RECORDS SUPPLIED Start Marker

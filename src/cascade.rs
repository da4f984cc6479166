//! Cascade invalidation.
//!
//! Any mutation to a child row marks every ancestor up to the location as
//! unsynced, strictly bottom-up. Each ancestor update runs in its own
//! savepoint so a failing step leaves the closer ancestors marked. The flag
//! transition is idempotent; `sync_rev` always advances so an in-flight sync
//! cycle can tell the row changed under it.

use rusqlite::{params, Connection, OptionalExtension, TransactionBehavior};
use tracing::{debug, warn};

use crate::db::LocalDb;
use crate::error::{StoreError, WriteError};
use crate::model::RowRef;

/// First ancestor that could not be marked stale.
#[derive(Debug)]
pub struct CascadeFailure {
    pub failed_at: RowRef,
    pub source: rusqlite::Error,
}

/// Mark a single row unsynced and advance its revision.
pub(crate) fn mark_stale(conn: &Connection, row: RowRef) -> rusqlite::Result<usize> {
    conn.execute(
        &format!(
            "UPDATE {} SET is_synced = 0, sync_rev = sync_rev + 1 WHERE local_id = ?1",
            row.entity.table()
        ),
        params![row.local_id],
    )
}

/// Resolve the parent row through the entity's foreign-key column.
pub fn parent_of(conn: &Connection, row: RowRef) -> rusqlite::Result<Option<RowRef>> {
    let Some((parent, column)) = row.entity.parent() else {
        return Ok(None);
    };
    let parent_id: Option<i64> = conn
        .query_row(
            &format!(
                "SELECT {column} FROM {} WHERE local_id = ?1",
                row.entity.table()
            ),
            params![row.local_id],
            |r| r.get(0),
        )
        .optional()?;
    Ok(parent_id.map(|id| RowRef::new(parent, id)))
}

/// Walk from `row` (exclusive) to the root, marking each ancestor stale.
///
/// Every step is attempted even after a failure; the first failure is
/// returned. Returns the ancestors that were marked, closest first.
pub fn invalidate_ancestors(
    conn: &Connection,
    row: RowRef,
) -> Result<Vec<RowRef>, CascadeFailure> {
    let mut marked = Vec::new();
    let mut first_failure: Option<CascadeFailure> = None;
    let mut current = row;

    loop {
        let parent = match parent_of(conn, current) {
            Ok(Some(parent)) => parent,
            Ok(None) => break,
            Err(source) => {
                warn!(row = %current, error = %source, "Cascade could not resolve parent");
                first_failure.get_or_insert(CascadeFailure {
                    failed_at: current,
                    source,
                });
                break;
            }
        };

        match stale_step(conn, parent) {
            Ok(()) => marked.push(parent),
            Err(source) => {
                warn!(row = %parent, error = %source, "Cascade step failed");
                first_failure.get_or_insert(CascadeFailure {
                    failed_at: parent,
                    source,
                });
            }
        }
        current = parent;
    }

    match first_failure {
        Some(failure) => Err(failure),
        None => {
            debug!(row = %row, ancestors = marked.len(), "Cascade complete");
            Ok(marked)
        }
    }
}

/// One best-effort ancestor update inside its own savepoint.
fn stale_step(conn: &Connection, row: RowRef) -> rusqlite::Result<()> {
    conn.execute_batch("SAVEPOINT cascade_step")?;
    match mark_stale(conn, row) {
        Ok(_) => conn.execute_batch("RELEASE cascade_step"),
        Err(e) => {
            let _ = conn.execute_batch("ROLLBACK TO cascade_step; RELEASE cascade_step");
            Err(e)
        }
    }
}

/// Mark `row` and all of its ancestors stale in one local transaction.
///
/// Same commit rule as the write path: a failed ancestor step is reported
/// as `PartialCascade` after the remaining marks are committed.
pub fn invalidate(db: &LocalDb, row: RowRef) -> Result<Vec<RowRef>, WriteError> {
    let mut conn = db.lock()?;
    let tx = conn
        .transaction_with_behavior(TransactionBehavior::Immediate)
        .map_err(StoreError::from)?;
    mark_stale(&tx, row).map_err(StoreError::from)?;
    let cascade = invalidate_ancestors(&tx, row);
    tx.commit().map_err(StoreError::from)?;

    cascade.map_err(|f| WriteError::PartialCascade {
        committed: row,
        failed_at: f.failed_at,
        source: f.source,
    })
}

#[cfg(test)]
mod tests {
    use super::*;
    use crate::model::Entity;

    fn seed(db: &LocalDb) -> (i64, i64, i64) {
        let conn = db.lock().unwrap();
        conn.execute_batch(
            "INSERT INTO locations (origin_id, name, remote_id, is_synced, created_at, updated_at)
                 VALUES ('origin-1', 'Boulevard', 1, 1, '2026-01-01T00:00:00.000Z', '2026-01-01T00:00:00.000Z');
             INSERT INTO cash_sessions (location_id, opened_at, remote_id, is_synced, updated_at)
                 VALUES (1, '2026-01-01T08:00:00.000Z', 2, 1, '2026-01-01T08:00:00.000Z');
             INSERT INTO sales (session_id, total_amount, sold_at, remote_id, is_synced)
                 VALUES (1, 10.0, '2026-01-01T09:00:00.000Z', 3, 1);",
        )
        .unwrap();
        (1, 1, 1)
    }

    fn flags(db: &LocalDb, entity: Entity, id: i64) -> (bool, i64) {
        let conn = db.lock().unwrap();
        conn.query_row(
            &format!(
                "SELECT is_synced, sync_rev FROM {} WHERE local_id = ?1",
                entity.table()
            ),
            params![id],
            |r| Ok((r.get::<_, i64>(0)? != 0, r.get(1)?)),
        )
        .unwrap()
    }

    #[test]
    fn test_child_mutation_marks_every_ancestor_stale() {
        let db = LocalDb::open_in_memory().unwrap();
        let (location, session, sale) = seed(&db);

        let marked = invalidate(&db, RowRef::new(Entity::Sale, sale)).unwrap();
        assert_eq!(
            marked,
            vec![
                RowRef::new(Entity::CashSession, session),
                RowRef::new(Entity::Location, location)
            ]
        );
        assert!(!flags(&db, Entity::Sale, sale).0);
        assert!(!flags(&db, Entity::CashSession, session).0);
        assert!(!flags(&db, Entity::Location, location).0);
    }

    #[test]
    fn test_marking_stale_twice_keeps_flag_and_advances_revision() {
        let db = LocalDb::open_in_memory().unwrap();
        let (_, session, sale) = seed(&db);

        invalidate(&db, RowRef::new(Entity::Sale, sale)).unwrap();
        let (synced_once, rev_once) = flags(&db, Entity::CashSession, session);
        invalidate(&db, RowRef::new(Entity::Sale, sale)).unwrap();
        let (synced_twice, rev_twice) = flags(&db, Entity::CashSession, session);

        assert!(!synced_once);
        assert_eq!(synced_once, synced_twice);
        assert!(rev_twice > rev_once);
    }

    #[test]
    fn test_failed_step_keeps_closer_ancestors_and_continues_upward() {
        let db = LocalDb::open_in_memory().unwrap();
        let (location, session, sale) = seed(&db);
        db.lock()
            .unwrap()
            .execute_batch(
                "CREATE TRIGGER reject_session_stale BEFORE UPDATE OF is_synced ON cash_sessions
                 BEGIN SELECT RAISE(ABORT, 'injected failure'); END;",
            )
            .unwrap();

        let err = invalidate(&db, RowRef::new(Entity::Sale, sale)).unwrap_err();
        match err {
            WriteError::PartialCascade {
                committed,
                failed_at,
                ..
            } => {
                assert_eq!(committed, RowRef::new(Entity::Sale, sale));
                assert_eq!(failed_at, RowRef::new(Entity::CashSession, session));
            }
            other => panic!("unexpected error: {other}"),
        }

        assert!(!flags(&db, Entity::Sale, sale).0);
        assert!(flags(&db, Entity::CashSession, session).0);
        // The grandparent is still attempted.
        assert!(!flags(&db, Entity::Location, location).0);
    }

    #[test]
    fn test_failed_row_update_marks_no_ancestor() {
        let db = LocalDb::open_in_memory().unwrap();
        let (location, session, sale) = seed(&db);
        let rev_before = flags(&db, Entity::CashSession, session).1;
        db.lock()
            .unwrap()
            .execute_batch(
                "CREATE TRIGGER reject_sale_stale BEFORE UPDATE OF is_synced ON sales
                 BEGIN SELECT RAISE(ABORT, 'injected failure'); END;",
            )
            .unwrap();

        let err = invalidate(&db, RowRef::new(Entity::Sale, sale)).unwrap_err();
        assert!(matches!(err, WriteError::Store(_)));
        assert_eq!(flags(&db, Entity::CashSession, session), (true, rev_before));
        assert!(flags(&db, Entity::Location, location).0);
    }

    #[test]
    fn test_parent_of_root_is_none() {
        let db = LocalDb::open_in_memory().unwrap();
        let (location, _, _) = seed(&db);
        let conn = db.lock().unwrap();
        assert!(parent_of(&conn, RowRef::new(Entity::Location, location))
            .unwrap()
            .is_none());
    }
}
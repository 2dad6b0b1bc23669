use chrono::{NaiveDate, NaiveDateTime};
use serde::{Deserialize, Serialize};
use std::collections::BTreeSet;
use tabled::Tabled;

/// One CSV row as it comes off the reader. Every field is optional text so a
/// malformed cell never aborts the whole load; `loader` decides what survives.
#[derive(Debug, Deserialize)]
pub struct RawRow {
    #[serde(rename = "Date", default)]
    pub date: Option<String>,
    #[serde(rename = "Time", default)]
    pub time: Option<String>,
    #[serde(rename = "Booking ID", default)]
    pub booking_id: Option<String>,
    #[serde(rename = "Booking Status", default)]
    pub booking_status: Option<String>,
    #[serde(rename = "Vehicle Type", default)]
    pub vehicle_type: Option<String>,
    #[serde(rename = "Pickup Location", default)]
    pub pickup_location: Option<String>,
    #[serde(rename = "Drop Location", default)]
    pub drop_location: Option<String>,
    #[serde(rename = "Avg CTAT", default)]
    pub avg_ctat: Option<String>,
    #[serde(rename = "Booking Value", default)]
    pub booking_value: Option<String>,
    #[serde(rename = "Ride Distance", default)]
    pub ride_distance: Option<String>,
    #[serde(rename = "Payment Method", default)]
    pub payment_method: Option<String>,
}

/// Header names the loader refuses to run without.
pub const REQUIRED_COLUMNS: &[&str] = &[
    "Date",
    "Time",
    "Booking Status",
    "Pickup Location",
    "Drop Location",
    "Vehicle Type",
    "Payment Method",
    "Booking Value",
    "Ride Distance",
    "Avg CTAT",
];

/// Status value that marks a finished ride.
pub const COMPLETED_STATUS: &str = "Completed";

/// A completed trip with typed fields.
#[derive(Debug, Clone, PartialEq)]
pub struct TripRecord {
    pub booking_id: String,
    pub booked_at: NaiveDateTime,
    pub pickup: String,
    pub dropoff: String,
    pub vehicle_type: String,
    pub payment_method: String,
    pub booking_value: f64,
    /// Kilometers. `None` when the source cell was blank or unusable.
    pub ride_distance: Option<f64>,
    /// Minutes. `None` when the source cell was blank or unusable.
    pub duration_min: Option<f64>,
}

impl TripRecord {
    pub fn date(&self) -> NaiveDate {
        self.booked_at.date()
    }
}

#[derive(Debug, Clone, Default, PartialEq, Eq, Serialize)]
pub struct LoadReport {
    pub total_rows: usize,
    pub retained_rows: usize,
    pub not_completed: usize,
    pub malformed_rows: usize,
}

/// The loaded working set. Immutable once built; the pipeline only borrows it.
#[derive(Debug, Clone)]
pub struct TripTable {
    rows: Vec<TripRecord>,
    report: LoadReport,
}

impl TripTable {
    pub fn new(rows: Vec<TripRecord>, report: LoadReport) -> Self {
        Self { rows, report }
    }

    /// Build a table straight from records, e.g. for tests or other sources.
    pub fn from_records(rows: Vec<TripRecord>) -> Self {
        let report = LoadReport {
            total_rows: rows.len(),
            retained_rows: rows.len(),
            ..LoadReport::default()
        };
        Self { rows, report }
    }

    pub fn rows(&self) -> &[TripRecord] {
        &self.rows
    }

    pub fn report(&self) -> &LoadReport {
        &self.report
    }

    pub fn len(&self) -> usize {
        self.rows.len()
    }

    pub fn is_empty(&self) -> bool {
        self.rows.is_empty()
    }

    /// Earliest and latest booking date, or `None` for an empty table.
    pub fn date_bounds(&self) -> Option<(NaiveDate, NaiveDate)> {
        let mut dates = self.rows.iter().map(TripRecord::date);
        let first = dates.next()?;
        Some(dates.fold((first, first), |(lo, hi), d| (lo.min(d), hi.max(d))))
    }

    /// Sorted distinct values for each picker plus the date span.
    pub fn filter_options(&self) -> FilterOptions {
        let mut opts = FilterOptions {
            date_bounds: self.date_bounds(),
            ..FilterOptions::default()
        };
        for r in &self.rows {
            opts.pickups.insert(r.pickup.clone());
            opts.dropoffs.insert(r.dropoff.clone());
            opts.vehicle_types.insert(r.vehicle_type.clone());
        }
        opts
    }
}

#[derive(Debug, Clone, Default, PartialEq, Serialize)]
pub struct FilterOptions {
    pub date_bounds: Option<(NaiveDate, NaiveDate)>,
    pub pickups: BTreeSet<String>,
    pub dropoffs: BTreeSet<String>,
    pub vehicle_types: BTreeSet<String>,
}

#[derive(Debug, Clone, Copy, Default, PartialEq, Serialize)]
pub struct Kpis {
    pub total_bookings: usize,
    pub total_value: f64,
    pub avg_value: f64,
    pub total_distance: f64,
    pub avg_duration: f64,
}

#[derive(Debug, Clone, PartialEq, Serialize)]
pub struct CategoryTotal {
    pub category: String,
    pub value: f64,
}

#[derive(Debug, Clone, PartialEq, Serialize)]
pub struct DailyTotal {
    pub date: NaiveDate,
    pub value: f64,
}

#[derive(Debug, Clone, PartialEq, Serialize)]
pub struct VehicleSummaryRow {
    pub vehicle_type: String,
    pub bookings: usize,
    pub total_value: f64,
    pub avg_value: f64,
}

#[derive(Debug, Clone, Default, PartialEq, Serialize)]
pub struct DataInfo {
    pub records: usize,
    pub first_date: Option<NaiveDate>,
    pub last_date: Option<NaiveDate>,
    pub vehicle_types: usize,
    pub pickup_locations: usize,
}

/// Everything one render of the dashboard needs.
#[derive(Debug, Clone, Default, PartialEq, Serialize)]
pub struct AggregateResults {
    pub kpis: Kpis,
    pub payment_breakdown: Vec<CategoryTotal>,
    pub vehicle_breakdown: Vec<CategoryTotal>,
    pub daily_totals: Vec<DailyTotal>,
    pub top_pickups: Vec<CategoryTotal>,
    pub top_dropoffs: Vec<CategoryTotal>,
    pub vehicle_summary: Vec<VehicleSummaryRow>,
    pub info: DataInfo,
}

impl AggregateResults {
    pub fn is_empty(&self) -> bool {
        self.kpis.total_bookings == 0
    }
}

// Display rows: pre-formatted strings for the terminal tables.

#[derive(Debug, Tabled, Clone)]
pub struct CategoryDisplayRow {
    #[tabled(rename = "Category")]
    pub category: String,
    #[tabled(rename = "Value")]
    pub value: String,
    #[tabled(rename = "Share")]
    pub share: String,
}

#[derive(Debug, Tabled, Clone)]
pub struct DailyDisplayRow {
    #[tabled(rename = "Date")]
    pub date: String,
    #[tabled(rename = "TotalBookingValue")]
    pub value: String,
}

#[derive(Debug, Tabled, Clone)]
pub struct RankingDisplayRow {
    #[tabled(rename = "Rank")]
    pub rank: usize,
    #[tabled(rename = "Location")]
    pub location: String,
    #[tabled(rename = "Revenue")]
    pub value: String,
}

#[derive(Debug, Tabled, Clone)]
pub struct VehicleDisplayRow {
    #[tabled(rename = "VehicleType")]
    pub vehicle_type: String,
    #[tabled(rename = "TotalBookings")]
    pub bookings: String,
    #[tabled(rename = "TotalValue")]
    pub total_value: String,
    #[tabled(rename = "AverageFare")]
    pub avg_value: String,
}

RECORDS SUPPLIED End Marker

WHAT YOU ARE ASKED TO DO
Your answer should be a single number: the count of lines in the listing that hold the word "TRIGGER".

TASK RESPONSE
2